──────── Supplied data

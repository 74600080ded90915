//! Error types for config entries

use crate::entry::ConfigEntryState;
use crate::state_machine::InvalidTransition;
use hub_coordinator::UpdateError;
use thiserror::Error;

/// Outcome of an integration's setup, as reported by the integration
#[derive(Debug, Clone, Error, PartialEq, Eq)]
pub enum ConfigEntryError {
    /// Try again later; the entry goes to `SetupRetry`
    #[error("not ready: {0}")]
    NotReady(String),

    /// Credentials are invalid; the user must re-authenticate
    #[error("authentication failed: {0}")]
    AuthFailed(String),

    /// Anything else; the entry goes to `SetupError`
    #[error("{0}")]
    Failed(String),
}

impl ConfigEntryError {
    pub fn not_ready(reason: impl Into<String>) -> Self {
        ConfigEntryError::NotReady(reason.into())
    }

    pub fn auth_failed(reason: impl Into<String>) -> Self {
        ConfigEntryError::AuthFailed(reason.into())
    }

    pub fn failed(reason: impl Into<String>) -> Self {
        ConfigEntryError::Failed(reason.into())
    }

    pub fn reason(&self) -> &str {
        match self {
            ConfigEntryError::NotReady(reason)
            | ConfigEntryError::AuthFailed(reason)
            | ConfigEntryError::Failed(reason) => reason,
        }
    }
}

/// A failed first refresh means the device is not ready yet, unless the
/// credentials were rejected
impl From<UpdateError> for ConfigEntryError {
    fn from(err: UpdateError) -> Self {
        match err {
            UpdateError::AuthFailed(reason) => ConfigEntryError::AuthFailed(reason),
            other => ConfigEntryError::NotReady(other.to_string()),
        }
    }
}

/// Errors from the config entries manager
#[derive(Debug, Error)]
pub enum ConfigEntriesError {
    #[error("entry not found: {0}")]
    NotFound(String),

    #[error("entry already exists for domain {domain} with unique_id {unique_id}")]
    AlreadyExists { domain: String, unique_id: String },

    #[error("no integration registered for domain {0}")]
    UnknownIntegration(String),

    #[error(transparent)]
    InvalidTransition(#[from] InvalidTransition),

    #[error("cannot unload entry in state {0}")]
    CannotUnload(ConfigEntryState),

    /// Some platforms did not unload; the entry stays loaded and the
    /// unload can be tried again
    #[error("unload of entry {entry_id} incomplete: {reason}")]
    UnloadFailed { entry_id: String, reason: String },

    #[error("storage error: {0}")]
    Storage(#[from] hub_registries::StorageError),
}

impl ConfigEntriesError {
    pub fn is_retryable(&self) -> bool {
        matches!(self, ConfigEntriesError::UnloadFailed { .. })
    }
}

pub type ConfigEntriesResult<T> = Result<T, ConfigEntriesError>;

────────────────

**Aim of the exercise:** Find the word "UpdateError" in the listing and copy each line that contains it.

**Output for this task:**
use hub_coordinator::UpdateError;
impl From<UpdateError> for ConfigEntryError {
    fn from(err: UpdateError) -> Self {
            UpdateError::AuthFailed(reason) => ConfigEntryError::AuthFailed(reason),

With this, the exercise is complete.